As the life cycle of the HCV virus has become known, novel therapeutic targets have been identified, enabling the development of directly acting anti-viral (DAA) drugs that are more specific than standard treatment regimes. The nonstructural 3 serine protease inhibitors (PIs), telaprevir (Incivo, Janssen-Cilag SpA, Borgo San Michele, Italy) and boceprevir (Victrelis, MSD, Hoddeston, UK), directly inhibit viral replication and may also restore the natural innate immune response of hepatocytes. 14 Large phase 3 trials of both these PIs in patients with chronic infection with genotype 1 HCV have shown highly significant increases in the proportion of patients who obtain an SVR. These drugs have been recognised as a major advance in the treatment of patients infected with genotype 1 hepatitis C virus, and therefore, have been approved for use by the FDA, EMA and Scottish Medicines Consortium (SMC).
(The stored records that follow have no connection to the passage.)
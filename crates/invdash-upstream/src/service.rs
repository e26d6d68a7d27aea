//! `InventoryService`: the facade the dashboard talks to.
//!
//! Owns the upstream client, the catalog cache, and the facet index. Every
//! operation returns a [`Fetched`] so callers can tell an empty catalog from
//! a missing connection or a failing upstream. Without a connection no
//! request is ever made.

use std::sync::atomic::{AtomicU64, Ordering};
use std::sync::{Arc, PoisonError, RwLock};
use std::time::Instant;

use futures::future::join_all;
use invdash_core::{
    AppConfig, CatalogPage, Category, Product, Reference, StockMovement, Supplier,
    UpstreamConnection,
};

use crate::cache::TtlCache;
use crate::client::{InventoryClient, ScanStop};
use crate::error::UpstreamError;
use crate::facets::FacetIndex;
use crate::normalize::normalize_product;
use crate::outcome::{EmptyReason, Fetched};
use crate::pagination::ListQuery;
use crate::reconcile::reconcile_movements;
use crate::resolve::{resolve_record, Shape};

/// What the cache holds: the scanned products plus why they are empty, when
/// they are.
#[derive(Debug)]
struct CachedCatalog {
    products: Arc<Vec<Product>>,
    empty_reason: Option<EmptyReason>,
}

impl CachedCatalog {
    fn to_fetched(&self) -> Fetched<Arc<Vec<Product>>> {
        if self.products.is_empty() {
            Fetched::Empty(self.empty_reason.unwrap_or(EmptyReason::NoRecords))
        } else {
            Fetched::Data(Arc::clone(&self.products))
        }
    }
}

/// A scan that failed part way.
struct ScanAbort {
    products: Vec<Product>,
    error: UpstreamError,
}

/// Result of [`InventoryService::test_connection`].
#[derive(Debug, Clone, PartialEq, Eq)]
pub struct ConnectionCheck {
    pub base_url: String,
    /// Listing total reported by upstream, or the records on the check page.
    pub total: usize,
    pub shape: Shape,
    pub elapsed_ms: u128,
}

#[derive(Debug, Clone)]
struct ScanSettings {
    page_size: u32,
    max_pages: usize,
    timeout_secs: u64,
    user_agent: String,
}

#[derive(Debug)]
pub struct InventoryService {
    settings: ScanSettings,
    client: RwLock<Option<Arc<InventoryClient>>>,
    /// Bumped on every reconfigure, under the `client` write lock. Scans
    /// started under an older value never reach the cache or the facets.
    generation: AtomicU64,
    catalog: TtlCache<CachedCatalog>,
    facets: FacetIndex,
}
//! Single-slot TTL cache for the full-catalog scan.
//!
//! One value, one expiry. The lock is never held across an `.await`, so two
//! callers that miss at the same time will both run the fetcher and the later
//! write wins.

use std::future::Future;
use std::sync::atomic::{AtomicU64, Ordering};
use std::sync::{Arc, PoisonError, RwLock};
use std::time::Duration;

use tokio::time::Instant;

struct Entry<T> {
    value: Arc<T>,
    expires_at: Instant,
}

/// Hit/miss counters since construction.
#[derive(Debug, Clone, Copy, Default, PartialEq, Eq)]
pub struct CacheStats {
    pub hits: u64,
    pub misses: u64,
    pub invalidations: u64,
}

pub struct TtlCache<T> {
    ttl: Duration,
    slot: RwLock<Option<Entry<T>>>,
    hits: AtomicU64,
    misses: AtomicU64,
    invalidations: AtomicU64,
}

impl<T> std::fmt::Debug for TtlCache<T> {
    fn fmt(&self, f: &mut std::fmt::Formatter<'_>) -> std::fmt::Result {
        f.debug_struct("TtlCache")
            .field("ttl", &self.ttl)
            .field("stats", &self.stats())
            .finish_non_exhaustive()
    }
}

impl<T> TtlCache<T> {
    #[must_use]
    pub fn new(ttl: Duration) -> Self {
        Self {
            ttl,
            slot: RwLock::new(None),
            hits: AtomicU64::new(0),
            misses: AtomicU64::new(0),
            invalidations: AtomicU64::new(0),
        }
    }

    #[must_use]
    pub fn ttl(&self) -> Duration {
        self.ttl
    }

    /// The cached value, if one exists and has not expired.
    pub fn get(&self) -> Option<Arc<T>> {
        let slot = self.slot.read().unwrap_or_else(PoisonError::into_inner);
        let fresh = slot
            .as_ref()
            .filter(|entry| Instant::now() < entry.expires_at)
            .map(|entry| Arc::clone(&entry.value));
        drop(slot);

        let counter = if fresh.is_some() {
            &self.hits
        } else {
            &self.misses
        };
        counter.fetch_add(1, Ordering::Relaxed);
        fresh
    }

    /// Stores `value` with a fresh expiry and returns the shared handle.
    pub fn insert(&self, value: T) -> Arc<T> {
        self.insert_if(value, || true)
    }

    /// Like [`Self::insert`], but only stores `value` when `still_valid`
    /// holds. The check runs under the write lock, so it is ordered against
    /// [`Self::invalidate`]. The handle is returned either way.
    pub fn insert_if<V>(&self, value: T, still_valid: V) -> Arc<T>
    where
        V: FnOnce() -> bool,
    {
        let value = Arc::new(value);
        let mut slot = self.slot.write().unwrap_or_else(PoisonError::into_inner);
        if still_valid() {
            *slot = Some(Entry {
                value: Arc::clone(&value),
                expires_at: Instant::now() + self.ttl,
            });
        } else {
            tracing::debug!("stale cache fill discarded");
        }
        value
    }

    pub fn invalidate(&self) {
        let previous = self
            .slot
            .write()
            .unwrap_or_else(PoisonError::into_inner)
            .take();
        if previous.is_some() {
            self.invalidations.fetch_add(1, Ordering::Relaxed);
            tracing::debug!("catalog cache invalidated");
        }
    }

    /// Returns the cached value, or runs `fetch` and caches its `Ok` result.
    /// An `Err` is passed through and leaves the slot untouched.
    ///
    /// # Errors
    ///
    /// Returns whatever error `fetch` produced.
    pub async fn get_or_refresh<F, Fut, E>(&self, fetch: F) -> Result<Arc<T>, E>
    where
        F: FnOnce() -> Fut,
        Fut: Future<Output = Result<T, E>>,
    {
        self.get_or_refresh_if(fetch, || true).await
    }

    /// [`Self::get_or_refresh`] whose fill is dropped unless `still_valid`
    /// holds once `fetch` resolves.
    ///
    /// # Errors
    ///
    /// Returns whatever error `fetch` produced.
    pub async fn get_or_refresh_if<F, Fut, E, V>(
        &self,
        fetch: F,
        still_valid: V,
    ) -> Result<Arc<T>, E>
    where
        F: FnOnce() -> Fut,
        Fut: Future<Output = Result<T, E>>,
        V: FnOnce() -> bool,
    {
        if let Some(hit) = self.get() {
            return Ok(hit);
        }
        let value = fetch().await?;
        Ok(self.insert_if(value, still_valid))
    }

    #[must_use]
    pub fn stats(&self) -> CacheStats {
        CacheStats {
            hits: self.hits.load(Ordering::Relaxed),
            misses: self.misses.load(Ordering::Relaxed),
            invalidations: self.invalidations.load(Ordering::Relaxed),
        }
    }
}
These guidelines for the use of boceprevir and telaprevir have been formulated following extensive review of the current literature, are based on the consensus opinion of a panel of national experts, and have been openly discussed at a national meeting of HCV care providers. They aim to concisely summarise the current evidence and to suggest current best practice, for the use of telaprevir and boceprevir in the management of chronic genotype 1 HCV infection.